[Your objective]
Which lines of the records below contain the word "ValidationError"? Show each one.

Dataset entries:
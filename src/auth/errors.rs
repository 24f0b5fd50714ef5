use axum::{
    http::StatusCode,
    response::{IntoResponse, Response},
    Json,
};
use tracing::error;

use crate::auth::{dto::ErrorBody, repo::StoreError, validation::ValidationError};

/// Error name reported for every rejected credential sign-in.
pub const CREDENTIALS_SIGNIN: &str = "CredentialsSignin";

#[derive(Debug, thiserror::Error)]
pub enum SignupError {
    #[error("{0}")]
    InvalidJson(String),
    #[error(transparent)]
    Validation(#[from] ValidationError),
    #[error("User already exists")]
    Conflict,
    #[error(transparent)]
    Unexpected(#[from] anyhow::Error),
}

impl From<StoreError> for SignupError {
    fn from(e: StoreError) -> Self {
        match e {
            StoreError::DuplicateEmail => SignupError::Conflict,
            StoreError::Other(e) => SignupError::Unexpected(e),
        }
    }
}

impl IntoResponse for SignupError {
    fn into_response(self) -> Response {
        let status = match &self {
            SignupError::InvalidJson(_) | SignupError::Validation(_) => StatusCode::BAD_REQUEST,
            SignupError::Conflict => StatusCode::CONFLICT,
            SignupError::Unexpected(e) => {
                error!(error = ?e, "signup failed");
                return (
                    StatusCode::INTERNAL_SERVER_ERROR,
                    Json(ErrorBody::new("Internal server error")),
                )
                    .into_response();
            }
        };
        (status, Json(ErrorBody::new(self.to_string()))).into_response()
    }
}

/// Rejections produced by the credentials provider.
#[derive(Debug, thiserror::Error)]
pub enum AuthError {
    #[error("invalid sign-in input: {0}")]
    InvalidInput(#[from] ValidationError),
    #[error("User not found")]
    UserNotFound,
    #[error("Try Sign with Google. User password not found.")]
    PasswordNotSet,
    #[error("Invalid credentials.")]
    InvalidCredentials,
    #[error("Email not verified")]
    EmailNotVerified { email_sent: bool },
    #[error("AUTH_SECRET is not defined")]
    MissingSecret,
    #[error(transparent)]
    Unexpected(#[from] anyhow::Error),
}

impl AuthError {
    /// Human-readable cause shown to the end user.
    pub fn cause(&self) -> String {
        match self {
            AuthError::InvalidInput(e) => e.to_string(),
            AuthError::EmailNotVerified { email_sent: true } => {
                "Check your email to verify first".into()
            }
            AuthError::EmailNotVerified { email_sent: false } => "Email not verified: ".into(),
            AuthError::Unexpected(_) => "Something went wrong".into(),
            other => other.to_string(),
        }
    }

    pub fn status(&self) -> StatusCode {
        match self {
            AuthError::InvalidInput(_) => StatusCode::BAD_REQUEST,
            AuthError::MissingSecret | AuthError::Unexpected(_) => {
                StatusCode::INTERNAL_SERVER_ERROR
            }
            _ => StatusCode::UNAUTHORIZED,
        }
    }
}

impl IntoResponse for AuthError {
    fn into_response(self) -> Response {
        if let AuthError::Unexpected(e) = &self {
            error!(error = ?e, "credentials sign-in failed");
        }
        let body = ErrorBody {
            error: CREDENTIALS_SIGNIN.into(),
            cause: Some(self.cause()),
        };
        (self.status(), Json(body)).into_response()
    }
}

[Answer to the problem]
use crate::auth::{dto::ErrorBody, repo::StoreError, validation::ValidationError};
    Validation(#[from] ValidationError),
    InvalidInput(#[from] ValidationError),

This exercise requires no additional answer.